Choose Ketanji Brown Jackson, 51, is showing earlier than the Senate Judiciary Committee this week after being nominated by President Biden to switch Justice Stephen Breyer, who introduced his retirement earlier this 12 months.

A lot of Choose Jackson’s early profession was knowledgeable by experiences as a scholar at Harvard College and Harvard Legislation College, the place she confronted questions of race and identification inside essentially the most elite circles of upper schooling. She earned her legislation diploma in 1996.

After commencement, she held three clerkships with federal judges, together with in 1999 as a clerk to Justice Breyer, who she is now into account to succeed greater than 20 years later.

From 2005-2007 she additionally labored as a federal public defender, a job during which she helped Khi Ali Gul, an Afghan detainee held at Guantánamo Bay, petition for his launch. If confirmed, Choose Jackson could be the trendy courtroom’s first justice with expertise as a public defender.

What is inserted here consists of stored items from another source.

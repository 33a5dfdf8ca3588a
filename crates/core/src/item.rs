//! Item system - flowers and the few other items a player can carry.

use crate::registry::RegistryKey;
use serde::{Deserialize, Serialize};
use std::fmt;
use std::str::FromStr;
use thiserror::Error;

/// Maximum stack size for every item in this workspace.
pub const MAX_STACK_SIZE: u8 = 64;

/// Single-tile flowers.
#[derive(Debug, Clone, Copy, PartialEq, Eq, Hash, PartialOrd, Ord, Serialize, Deserialize)]
pub enum FlowerKind {
    /// Dandelion
    Dandelion,
    /// Poppy
    Poppy,
    /// Blue orchid
    BlueOrchid,
    /// Allium
    Allium,
    /// Azure bluet
    AzureBluet,
    /// Red tulip
    RedTulip,
    /// Orange tulip
    OrangeTulip,
    /// White tulip
    WhiteTulip,
    /// Pink tulip
    PinkTulip,
    /// Oxeye daisy
    OxeyeDaisy,
    /// Cornflower
    Cornflower,
    /// Lily of the valley
    LilyOfTheValley,
    /// Wither rose (also survives on nether soils)
    WitherRose,
    /// Torchflower
    Torchflower,
}

impl FlowerKind {
    /// Every single-tile flower, in registry order.
    pub const ALL: [FlowerKind; 14] = [
        FlowerKind::Dandelion,
        FlowerKind::Poppy,
        FlowerKind::BlueOrchid,
        FlowerKind::Allium,
        FlowerKind::AzureBluet,
        FlowerKind::RedTulip,
        FlowerKind::OrangeTulip,
        FlowerKind::WhiteTulip,
        FlowerKind::PinkTulip,
        FlowerKind::OxeyeDaisy,
        FlowerKind::Cornflower,
        FlowerKind::LilyOfTheValley,
        FlowerKind::WitherRose,
        FlowerKind::Torchflower,
    ];

    /// Registry path (without namespace).
    pub fn registry_name(self) -> &'static str {
        match self {
            FlowerKind::Dandelion => "dandelion",
            FlowerKind::Poppy => "poppy",
            FlowerKind::BlueOrchid => "blue_orchid",
            FlowerKind::Allium => "allium",
            FlowerKind::AzureBluet => "azure_bluet",
            FlowerKind::RedTulip => "red_tulip",
            FlowerKind::OrangeTulip => "orange_tulip",
            FlowerKind::WhiteTulip => "white_tulip",
            FlowerKind::PinkTulip => "pink_tulip",
            FlowerKind::OxeyeDaisy => "oxeye_daisy",
            FlowerKind::Cornflower => "cornflower",
            FlowerKind::LilyOfTheValley => "lily_of_the_valley",
            FlowerKind::WitherRose => "wither_rose",
            FlowerKind::Torchflower => "torchflower",
        }
    }

    /// Look up a flower by registry path.
    pub fn from_registry_name(name: &str) -> Option<Self> {
        Self::ALL
            .into_iter()
            .find(|kind| kind.registry_name() == name)
    }
}

/// Two-block-tall flowers.
#[derive(Debug, Clone, Copy, PartialEq, Eq, Hash, PartialOrd, Ord, Serialize, Deserialize)]
pub enum TallFlowerKind {
    /// Sunflower
    Sunflower,
    /// Lilac
    Lilac,
    /// Rose bush
    RoseBush,
    /// Peony
    Peony,
}

impl TallFlowerKind {
    /// Every tall flower, in registry order.
    pub const ALL: [TallFlowerKind; 4] = [
        TallFlowerKind::Sunflower,
        TallFlowerKind::Lilac,
        TallFlowerKind::RoseBush,
        TallFlowerKind::Peony,
    ];

    /// Registry path (without namespace).
    pub fn registry_name(self) -> &'static str {
        match self {
            TallFlowerKind::Sunflower => "sunflower",
            TallFlowerKind::Lilac => "lilac",
            TallFlowerKind::RoseBush => "rose_bush",
            TallFlowerKind::Peony => "peony",
        }
    }
}

/// Items with no placeable block form.
#[derive(Debug, Clone, Copy, PartialEq, Eq, Hash, PartialOrd, Ord, Serialize, Deserialize)]
pub enum MiscItem {
    /// Stick
    Stick,
    /// Wheat seeds
    WheatSeeds,
    /// Bone meal
    BoneMeal,
}

impl MiscItem {
    /// Every misc item, in registry order.
    pub const ALL: [MiscItem; 3] = [MiscItem::Stick, MiscItem::WheatSeeds, MiscItem::BoneMeal];

    /// Registry path (without namespace).
    pub fn registry_name(self) -> &'static str {
        match self {
            MiscItem::Stick => "stick",
            MiscItem::WheatSeeds => "wheat_seeds",
            MiscItem::BoneMeal => "bone_meal",
        }
    }
}

/// Item type identifier
#[derive(Debug, Clone, Copy, PartialEq, Eq, Hash, PartialOrd, Ord, Serialize, Deserialize)]
pub enum ItemType {
    /// A single-tile flower
    Flower(FlowerKind),
    /// A two-block-tall flower
    TallFlower(TallFlowerKind),
    /// Anything else
    Misc(MiscItem),
}

/// Error returned when an item name does not resolve.
#[derive(Debug, Clone, PartialEq, Eq, Error)]
#[error("unknown item {0:?}")]
pub struct UnknownItem(pub String);

impl ItemType {
    /// Registry path (without namespace).
    pub fn registry_name(self) -> &'static str {
        match self {
            ItemType::Flower(kind) => kind.registry_name(),
            ItemType::TallFlower(kind) => kind.registry_name(),
            ItemType::Misc(item) => item.registry_name(),
        }
    }

    /// Namespaced registry key.
    pub fn key(self) -> RegistryKey {
        RegistryKey::vanilla(self.registry_name())
    }

    /// Resolve an item from its registry key.
    pub fn from_key(key: &RegistryKey) -> Option<Self> {
        if !key.is_vanilla() {
            return None;
        }
        let name = key.path();
        if let Some(kind) = FlowerKind::from_registry_name(name) {
            return Some(ItemType::Flower(kind));
        }
        if let Some(kind) = TallFlowerKind::ALL
            .into_iter()
            .find(|kind| kind.registry_name() == name)
        {
            return Some(ItemType::TallFlower(kind));
        }
        MiscItem::ALL
            .into_iter()
            .find(|item| item.registry_name() == name)
            .map(ItemType::Misc)
    }

    /// The flower this item is, if it is a single-tile flower.
    pub fn as_flower(self) -> Option<FlowerKind> {
        match self {
            ItemType::Flower(kind) => Some(kind),
            _ => None,
        }
    }
}

impl fmt::Display for ItemType {
    fn fmt(&self, f: &mut fmt::Formatter<'_>) -> fmt::Result {
        write!(f, "{}", self.key())
    }
}

impl FromStr for ItemType {
    type Err = UnknownItem;

    fn from_str(s: &str) -> Result<Self, Self::Err> {
        RegistryKey::parse(s)
            .ok()
            .and_then(|key| Self::from_key(&key))
            .ok_or_else(|| UnknownItem(s.trim().to_string()))
    }
}

/// A stack of identical items occupying one inventory slot.
#[derive(Debug, Clone, Copy, PartialEq, Eq, Serialize, Deserialize)]
pub struct ItemStack {
    /// Item type.
    pub item: ItemType,
    /// Number of items (1..=64 while the stack is in an inventory).
    pub count: u8,
}

impl ItemStack {
    /// Create a new stack, clamping `count` to the stack limit.
    pub fn new(item: ItemType, count: u8) -> Self {
        Self {
            item,
            count: count.min(MAX_STACK_SIZE),
        }
    }

    /// True when no items remain.
    pub fn is_empty(&self) -> bool {
        self.count == 0
    }

    /// Remove up to `amount` items, returning the amount actually removed.
    pub fn shrink(&mut self, amount: u8) -> u8 {
        let removed = amount.min(self.count);
        self.count -= removed;
        removed
    }

    /// Add up to `amount` items, returning the amount that didn't fit.
    pub fn grow(&mut self, amount: u8) -> u8 {
        let space = MAX_STACK_SIZE.saturating_sub(self.count);
        let added = amount.min(space);
        self.count += added;
        amount - added
    }
}
#![warn(missing_docs)]
//! Deterministic testing surfaces: tick event streams, golden JSON snapshots
//! and the micro-worldtest harness.

mod micro_worldtest;
mod snapshot;

use anyhow::{Context, Result};
use autoplanter_core::SimTick;
use serde::{Deserialize, Serialize};
use serde_json::Value;
use std::fs::{self, File};
use std::io::{BufWriter, Write};
use std::path::Path;

pub use micro_worldtest::*;
pub use snapshot::*;

/// One notable thing that happened during a tick.
#[derive(Debug, Clone, PartialEq, Serialize, Deserialize)]
pub struct EventRecord {
    /// Simulation tick when the event occurred.
    pub tick: SimTick,
    /// Event kind label, e.g. `FlowerPlanted`.
    pub kind: String,
    /// Structured event details.
    pub payload: Value,
}

impl EventRecord {
    /// Build a record from any serializable payload.
    pub fn new<P: Serialize>(tick: SimTick, kind: &str, payload: &P) -> Result<Self> {
        Ok(Self {
            tick,
            kind: kind.to_string(),
            payload: serde_json::to_value(payload)
                .with_context(|| format!("Failed to serialize {kind} payload"))?,
        })
    }
}

/// Destination for [`EventRecord`]s.
pub trait EventSink {
    /// Append an event.
    fn record(&mut self, event: &EventRecord) -> Result<()>;

    /// Push buffered events to their destination.
    fn flush(&mut self) -> Result<()> {
        Ok(())
    }
}

/// A sink that writes newline-delimited JSON to disk.
pub struct JsonlSink {
    writer: BufWriter<File>,
}

impl JsonlSink {
    /// Create a new sink at `path`, creating parent directories if needed.
    pub fn create<P: AsRef<Path>>(path: P) -> Result<Self> {
        let path = path.as_ref();
        if let Some(parent) = path.parent().filter(|p| !p.as_os_str().is_empty()) {
            fs::create_dir_all(parent)
                .with_context(|| format!("Failed to create {}", parent.display()))?;
        }
        let file = File::create(path)
            .with_context(|| format!("Failed to create event log {}", path.display()))?;
        Ok(Self {
            writer: BufWriter::new(file),
        })
    }
}

impl EventSink for JsonlSink {
    fn record(&mut self, event: &EventRecord) -> Result<()> {
        let line = serde_json::to_string(event)?;
        self.writer.write_all(line.as_bytes())?;
        self.writer.write_all(b"\n")?;
        Ok(())
    }

    fn flush(&mut self) -> Result<()> {
        self.writer.flush()?;
        Ok(())
    }
}

/// Keeps events in memory for assertions.
#[derive(Debug, Default, Clone)]
pub struct MemorySink {
    /// Events in arrival order.
    pub events: Vec<EventRecord>,
}

impl MemorySink {
    /// Events whose kind equals `kind`.
    pub fn of_kind<'a>(&'a self, kind: &'a str) -> impl Iterator<Item = &'a EventRecord> + 'a {
        self.events.iter().filter(move |e| e.kind == kind)
    }
}

impl EventSink for MemorySink {
    fn record(&mut self, event: &EventRecord) -> Result<()> {
        self.events.push(event.clone());
        Ok(())
    }
}

/// Parse a JSONL event log written by [`JsonlSink`].
pub fn read_jsonl<P: AsRef<Path>>(path: P) -> Result<Vec<EventRecord>> {
    let path = path.as_ref();
    let contents = fs::read_to_string(path)
        .with_context(|| format!("Failed to read event log {}", path.display()))?;
    contents
        .lines()
        .filter(|line| !line.trim().is_empty())
        .enumerate()
        .map(|(i, line)| {
            serde_json::from_str(line)
                .with_context(|| format!("{}:{}: malformed event", path.display(), i + 1))
        })
        .collect()
}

Choose Ketanji Brown Jackson has spent a lot of her profession in Washington, serving as a choose within the U.S. District Court docket for the District of Columbia Circuit from 2013 to 2021, and at present the Court docket of Appeals for the District of Columbia Circuit. She changed Merrick B. Garland, who joined the Justice Division as Legal professional Normal, on the Court docket of Appeals final 12 months, and was confirmed by a vote of 53-44.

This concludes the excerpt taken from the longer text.